Why Are Carbon Nanotubes Such Excellent Field Emitters?
Jean-Marc Bonard, Thomas Stockli, Jean-Paul Salvetat, Laszlo Forro, and Andre Chatelain*
Department of Physics, Swiss Federal Institute of Technology, Lausanne CH-1015, Lausanne, Switzerland
This is an abstract
for a presentation given at the
Foresight Conference on Molecular Nanotechnology.
The full article is available at http://www.foresight.org/Conferences/MNT6/Papers/Chatelain/index.html.
We studied the electron field emission properties of single-wall and multi-wall carbon nanotubes, both as single emitters and in film form.
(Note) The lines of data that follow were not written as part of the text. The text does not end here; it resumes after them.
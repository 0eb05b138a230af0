//! Delegate lifecycle: the single slot holding the current delegate.
//!
//! [`DelegateSlot::replace`] and [`DelegateSlot::reset`] are the only
//! mutators. The slot itself is not synchronized; the router keeps it behind
//! an async mutex.

use std::sync::Arc;

use crate::capabilities::CapabilitySet;
use crate::delegate::{CapabilityExecutor, DelegateHandle, ExecutionDelegate};

#[derive(Debug)]
pub struct DelegateSlot {
    current: Option<DelegateHandle>,
    executor: Arc<dyn CapabilityExecutor>,
    http: reqwest::Client,
    generation: u64,
}

impl DelegateSlot {
    /// `executor` is shared by every delegate this slot creates.
    pub fn new(executor: Arc<dyn CapabilityExecutor>, http: reqwest::Client) -> Self {
        Self {
            current: None,
            executor,
            http,
            generation: 0,
        }
    }

    /// Discard any current delegate, then install one bound to `capabilities`.
    pub fn replace(&mut self, capabilities: CapabilitySet) -> DelegateHandle {
        if let Some(previous) = self.current.take() {
            tracing::info!(previous_tools = ?previous.tools(), "Replacing existing delegate");
        }

        let delegate = ExecutionDelegate::new(capabilities, self.executor.clone(), self.http.clone());
        let handle = DelegateHandle::new(delegate);
        self.generation += 1;
        tracing::info!(
            generation = self.generation,
            tools = ?handle.tools(),
            "Installed execution delegate"
        );
        self.current = Some(handle.clone());
        handle
    }

    /// Tear down the current delegate, returning its operation names.
    /// An empty slot yields an empty list.
    pub fn reset(&mut self) -> Vec<String> {
        match self.current.take() {
            Some(previous) => {
                let tools = previous.tools();
                tracing::info!(tools = ?tools, "Destroyed execution delegate");
                tools
            }
            None => Vec::new(),
        }
    }

    pub fn current(&self) -> Option<&DelegateHandle> {
        self.current.as_ref()
    }

    pub fn current_tools(&self) -> Vec<String> {
        self.current.as_ref().map(DelegateHandle::tools).unwrap_or_default()
    }

    pub fn is_empty(&self) -> bool {
        self.current.is_none()
    }

    /// Number of delegates installed so far.
    pub fn generation(&self) -> u64 {
        self.generation
    }
}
The nanotube field emitters show a good emission stability in the whole investigated current range (from <1 pA to 0.2 mA for one single tube). In comparision with other field emitters, operation voltages are typically 5-10 times lower for comparable emitted currents. At low currents the I-V characteristics follow the Fowler-Nordheim relation, but strong deviations from metallic behavior are systemically observed at high currents.
Our studies suggest that the large field amplilfication factor, arising from the small radius of curvature of the nanotube tips, is largely responsible for the good emission characteristics. However, the observation of light emission during electron field emission, as well as deviations from the Fowler-Nordheim law, sharp energy distributions, and non-homogenous emission patterns, strongly suggest that the density of states (DOS) at the tip is non-metallic. This DOS appears as localized states with well-defined energy bands, and influences greatly the emission behavior.
J.-M. Bonard et al. "Field emission induced luminescence from carbon nanotubes"
To appear in Phys. Rev. Lett. (August 1998)
J.-M. Bonard et al. " Field emission from single wall nanotubes films"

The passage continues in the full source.